All right. Let’s write some code to get our RFM values. Most likely you will pull the data for this analysis from a transactional table. The common format of such a table includes multiple rows per donor per gift. Table 11.1 shows an example:
DONOR_ID | GIFT_DATE | GIFT_AMOUNT |
---|---|---|
3 | 2017-01-30 | $5,803.17 |
4 | 2017-03-04 | $6,602.89 |
6 | 2017-01-02 | $7,327.90 |
6 | 2017-02-12 | $8,662.71 |
8 | 2017-06-18 | $5,947.82 |
We need to transform this data to summarize recency, frequency, and monetary data for each donor, creating one row per donor. You will find the sample data file with gift transactions in the code bundle for this book. Let’s read this data first.
library(readr)
rfm_data <- read_csv("data/SampleDataRFM.csv")
head(rfm_data)
#> # A tibble: 6 x 3
#> ID FISCAL_YEAR Giving
#> <int> <int> <chr>
#> 1 1 2015 $1,000
#> 2 1 2016 $600
#> 3 2 2012 $100
#> 4 2 2013 $55
#> 5 2 2014 $160
#> 6 2 2015 $135
summary(rfm_data)
#> ID FISCAL_YEAR Giving
#> Min. : 1 Min. :2012 Length:6973
#> 1st Qu.: 901 1st Qu.:2013 Class :character
#> Median :1773 Median :2014 Mode :character
#> Mean :1788 Mean :2014
#> 3rd Qu.:2679 3rd Qu.:2015
#> Max. :3575 Max. :2016
As you can see, this sample data has a fiscal year column and not an actual gift date. If you had the actual gift date (with the column name of GIFT_DATE
and in date
format), you could write something like this:
library(lubridate)
rfm_data <- rfm_data %>%
mutate(DaysSinceGift = as.numeric(Sys.Date() - GIFT_DATE,
units = "days"))
In this example, we will use one-year periods to calculate recency. Since 2016 is the latest year in the data, we will use it to calculate the time since the last gift.

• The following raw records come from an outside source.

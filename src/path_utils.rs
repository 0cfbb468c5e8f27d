//! Cross-platform path utilities
//!
//! Resource paths are reported and matched with forward slashes on every platform,
//! so exclude globs and progress output read the same on Windows and Unix.

use std::path::Path;

/// Convert a path to a string with forward slashes.
///
/// # Examples
///
/// ```ignore
/// use std::path::Path;
///
/// assert_eq!(to_forward_slashes(Path::new("textures\\brick.png")), "textures/brick.png");
/// ```
pub fn to_forward_slashes(path: &Path) -> String {
    path.to_string_lossy().replace('\\', "/")
}

/// Path of `path` relative to `root`, falling back to `path` itself when it is
/// not located under `root`.
pub fn relative_to<'a>(path: &'a Path, root: &Path) -> &'a Path {
    path.strip_prefix(root).unwrap_or(path)
}

#[cfg(test)]
mod tests {
    use super::*;
    use std::path::PathBuf;

    #[test]
    fn test_to_forward_slashes() {
        assert_eq!(
            to_forward_slashes(Path::new("textures\\walls\\brick.png")),
            "textures/walls/brick.png"
        );
        assert_eq!(to_forward_slashes(Path::new("audio/click.wav")), "audio/click.wav");
    }

    #[test]
    fn test_relative_to_strips_root() {
        let root = PathBuf::from("assets");
        let path = root.join("textures").join("brick.png");
        assert_eq!(relative_to(&path, &root), Path::new("textures/brick.png"));
    }

    #[test]
    fn test_relative_to_outside_root() {
        let path = Path::new("elsewhere/file.bin");
        assert_eq!(relative_to(path, Path::new("assets")), path);
    }
}
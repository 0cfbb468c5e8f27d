//! Byte literal encoding
//!
//! Renders raw resource bytes as a C-style list of hex literals, eight values per
//! line, so the generated sources stay diffable and readable.

use std::fmt::Write;

/// Number of byte literals rendered on a single line
pub const BYTES_PER_LINE: usize = 8;

/// Render `bytes` as comma separated `0xNN` literals.
///
/// Every line starts with `indent`. Values on a line are joined by `, ` and lines
/// are joined by `,` and a newline, so the output never ends with a separator.
/// Empty input yields an empty string.
pub fn encode_bytes(bytes: &[u8], indent: &str) -> String {
    if bytes.is_empty() {
        return String::new();
    }

    let line_count = bytes.len().div_ceil(BYTES_PER_LINE);
    // "0xNN, " is six characters per value, plus indentation and line break per line
    let mut out = String::with_capacity(bytes.len() * 6 + line_count * (indent.len() + 2));

    for (line_index, chunk) in bytes.chunks(BYTES_PER_LINE).enumerate() {
        if line_index > 0 {
            out.push_str(",\n");
        }
        out.push_str(indent);
        for (i, byte) in chunk.iter().enumerate() {
            if i > 0 {
                out.push_str(", ");
            }
            // Writing into a String cannot fail
            let _ = write!(out, "0x{byte:02X}");
        }
    }

    out
}
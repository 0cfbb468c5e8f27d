//! Command implementations for resembed CLI

pub mod completions;
pub mod generate;
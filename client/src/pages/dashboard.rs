//! Dashboard home: entry cards into the main areas.

use leptos::prelude::*;

use crate::components::dashboard_card::DashboardCard;

#[component]
pub fn DashboardPage() -> impl IntoView {
    view! {
        <div class="dashboard-page">
            <h1 class="dashboard-page__title">"Dashboard"</h1>
            <div class="dashboard-page__cards">
                <DashboardCard title="Trading" description="Charts and positions" href="/dashboard/trading"/>
                <DashboardCard title="Signals" description="AI signals" href="/dashboard/signals"/>
                <DashboardCard title="Settings" description="System settings" href="/dashboard/admin/settings"/>
            </div>
        </div>
    }
}
//! Fallback screen for paths with no route.
//!
//! Paths that navigation links to but that have no screen yet get a
//! "not available" notice instead of a plain not-found message.

use leptos::prelude::*;
use leptos::tachys::view::any_view::IntoAny;
use leptos_router::hooks::use_location;

use crate::components::placeholder::PhasePlaceholder;
use crate::routes;

#[component]
pub fn NotFoundPage() -> impl IntoView {
    let location = use_location();

    view! {
        {move || {
            let path = location.pathname.get();
            if routes::is_pending(&path) {
                view! { <PhasePlaceholder title="Not available yet" phase=2 note=path/> }.into_any()
            } else {
                view! {
                    <div class="not-found">
                        <h1>"Page not found"</h1>
                        <p>{path}</p>
                        <a href="/dashboard">"Go to dashboard"</a>
                    </div>
                }
                    .into_any()
            }
        }}
    }
}
//! Service health card for the landing page status grid.

use leptos::prelude::*;

use crate::state::status::ServiceCard;

#[component]
pub fn StatusCard(card: ServiceCard) -> impl IntoView {
    view! {
        <div class=card.status.css_class()>
            <h3 class="status-card__title">{card.title}</h3>
            <p class="status-card__description">{card.description}</p>
        </div>
    }
}
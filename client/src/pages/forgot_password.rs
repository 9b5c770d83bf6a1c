//! Password recovery screen.

use leptos::prelude::*;

use crate::components::auth_notice::AuthNotice;

#[component]
pub fn ForgotPasswordPage() -> impl IntoView {
    view! {
        <AuthNotice
            title="Recover your password"
            body="Please contact an administrator to reset your password."
            link_href="/login"
            link_label="Back to sign in"
        />
    }
}
use std::collections::HashSet;

use super::*;

#[test]
fn sidebar_hrefs_are_pairwise_distinct() {
    let mut seen = HashSet::new();
    for item in SIDEBAR_ITEMS {
        assert!(seen.insert(item.href), "duplicate href {}", item.href);
    }
}

#[test]
fn sidebar_starts_with_dashboard_root() {
    assert_eq!(SIDEBAR_ITEMS[0].href, "/dashboard");
    assert_eq!(SIDEBAR_ITEMS.len(), 6);
}

#[test]
fn only_users_entry_is_admin_only() {
    let admin_only: Vec<_> = SIDEBAR_ITEMS.iter().filter(|i| i.admin_only).map(|i| i.href).collect();
    assert_eq!(admin_only, vec!["/dashboard/users"]);
}

#[test]
fn standard_role_hides_admin_entries() {
    let items = visible_items(SIDEBAR_ITEMS, ViewerRole::Standard);
    assert_eq!(items.len(), SIDEBAR_ITEMS.len() - 1);
    assert!(items.iter().all(|i| !i.admin_only));
}

#[test]
fn admin_role_sees_everything_in_order() {
    let items = visible_items(SIDEBAR_ITEMS, ViewerRole::Admin);
    let hrefs: Vec<_> = items.iter().map(|i| i.href).collect();
    let expected: Vec<_> = SIDEBAR_ITEMS.iter().map(|i| i.href).collect();
    assert_eq!(hrefs, expected);
}

#[test]
fn default_role_keeps_current_visibility() {
    assert_eq!(ViewerRole::default(), ViewerRole::Admin);
}

#[test]
fn icon_classes_are_distinct() {
    let classes: HashSet<_> = SIDEBAR_ITEMS.iter().map(|i| i.icon.css_class()).collect();
    assert_eq!(classes.len(), SIDEBAR_ITEMS.len());
}
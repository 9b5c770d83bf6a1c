//! Shared application state.
//!
//! DESIGN
//! ======
//! `AppState` is injected into Axum handlers via the `State` extractor. Every
//! member is immutable after startup, so clones share it without locking.

use std::sync::Arc;

use crate::config::ServerConfig;
use crate::services::auth::{AuthProvider, PlaceholderAuth};

/// Shared application state, injected into Axum handlers via State extractor.
/// Clone is required by Axum; all inner fields are Arc-wrapped.
#[derive(Clone)]
pub struct AppState {
    pub config: Arc<ServerConfig>,
    pub auth: Arc<dyn AuthProvider>,
}

impl AppState {
    #[must_use]
    pub fn new(config: ServerConfig, auth: Arc<dyn AuthProvider>) -> Self {
        Self { config: Arc::new(config), auth }
    }

    /// State backed by the placeholder auth provider.
    #[must_use]
    pub fn with_placeholder_auth(config: ServerConfig) -> Self {
        Self::new(config, Arc::new(PlaceholderAuth))
    }
}

// =============================================================================
// TEST HELPERS
// =============================================================================

#[cfg(test)]
pub mod test_helpers {
    use super::*;

    /// Default config with placeholder auth.
    #[must_use]
    pub fn test_app_state() -> AppState {
        let config = ServerConfig::from_lookup(|_| None).expect("defaults are valid");
        AppState::with_placeholder_auth(config)
    }

    /// Default config with a custom auth provider.
    #[must_use]
    pub fn test_app_state_with_auth(auth: Arc<dyn AuthProvider>) -> AppState {
        let config = ServerConfig::from_lookup(|_| None).expect("defaults are valid");
        AppState::new(config, auth)
    }
}
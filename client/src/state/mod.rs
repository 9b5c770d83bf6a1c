//! Client-side state modules.
//!
//! ARCHITECTURE
//! ============
//! Plain data types and transitions with no Leptos dependency, so they test
//! natively. Components wrap them in signals at the scope that owns them.

pub mod auth;
pub mod boundary;
pub mod nav;
pub mod status;
pub mod ui;
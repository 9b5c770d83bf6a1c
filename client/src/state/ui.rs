//! Dashboard shell chrome state (sidebar visibility, current path).
//!
//! DESIGN
//! ======
//! Owned by the dashboard layout for the lifetime of its mount and handed to
//! descendants through a scoped context, never a process-wide singleton. No
//! field is persisted across reloads.

#[cfg(test)]
#[path = "ui_test.rs"]
mod ui_test;

use super::nav::NavigationItem;

/// Viewport width (CSS px) at and above which the sidebar is always shown.
pub const SIDEBAR_BREAKPOINT_PX: f64 = 1024.0;

/// Sidebar state machine phase.
#[derive(Clone, Copy, Debug, Default, PartialEq, Eq)]
pub enum SidebarPhase {
    #[default]
    Open,
    Closed,
}

/// Transient UI state for the dashboard shell.
#[derive(Clone, Debug, PartialEq, Eq)]
pub struct ShellUiState {
    pub sidebar_open: bool,
    pub current_path: String,
}

impl ShellUiState {
    /// State at shell mount: sidebar open, path taken from the active route.
    pub fn new(current_path: impl Into<String>) -> Self {
        Self { sidebar_open: true, current_path: current_path.into() }
    }

    pub fn phase(&self) -> SidebarPhase {
        if self.sidebar_open { SidebarPhase::Open } else { SidebarPhase::Closed }
    }

    /// `Closed -> Open`. No-op when already open.
    pub fn open(&mut self) {
        self.sidebar_open = true;
    }

    /// `Open -> Closed`. No-op when already closed.
    pub fn close(&mut self) {
        self.sidebar_open = false;
    }

    pub fn toggle(&mut self) {
        self.sidebar_open = !self.sidebar_open;
    }

    /// Record a route change reported by the router.
    pub fn set_current_path(&mut self, path: impl Into<String>) {
        self.current_path = path.into();
    }

    /// Exact string comparison. A nested path such as
    /// `/dashboard/trading/orders` does not activate `/dashboard/trading`.
    pub fn is_active(&self, item: &NavigationItem) -> bool {
        self.current_path == item.href
    }

    /// First entry whose href equals the current path.
    pub fn active_item<'a>(&self, items: &'a [NavigationItem]) -> Option<&'a NavigationItem> {
        items.iter().find(|item| self.is_active(item))
    }

    /// Whether the sidebar is on screen at the given viewport width.
    /// Wide viewports ignore the open/closed phase.
    pub fn sidebar_visible(&self, viewport_width: f64) -> bool {
        viewport_width >= SIDEBAR_BREAKPOINT_PX || self.sidebar_open
    }

    /// Modifier class for the sidebar element.
    pub fn sidebar_class(&self) -> &'static str {
        match self.phase() {
            SidebarPhase::Open => "sidebar sidebar--open",
            SidebarPhase::Closed => "sidebar sidebar--closed",
        }
    }
}

impl Default for ShellUiState {
    fn default() -> Self {
        Self::new("/dashboard")
    }
}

First, let’s clean up the $ signs from the giving column. We will use the stringr
library to do a simple find and replace.
library(dplyr)
library(stringr)
rfm_data <- rfm_data %>%
mutate(Giving = as.double(str_replace_all(Giving,
pattern = "[$,]",
replacement = "")))
glimpse(rfm_data)
#> Observations: 6,973
#> Variables: 3
#> $ ID <int> 1, 1, 2, 2, 2, 2, 2, 3, 3...
#> $ FISCAL_YEAR <int> 2015, 2016, 2012, 2013, 2...
#> $ Giving <dbl> 1000, 600, 100, 55, 160, ...
Now that the data is cleaned up, let’s create a summary data frame.
rfm_counts <- rfm_data %>%
group_by(ID) %>%
summarize(Recency = min(2016 - FISCAL_YEAR),
Frequency = n(),
Monetary = sum(Giving))
glimpse(rfm_counts)
#> Observations: 3,058
#> Variables: 4
#> $ ID <int> 1, 2, 3, 4, 5, 7, 8, 9, 10,...
#> $ Recency <dbl> 0, 0, 0, 0, 3, 3, 2, 0, 0, ...
#> $ Frequency <int> 2, 5, 4, 3, 2, 2, 2, 4, 2, ...
#> $ Monetary <dbl> 1600, 1585, 2930, 1725, 155...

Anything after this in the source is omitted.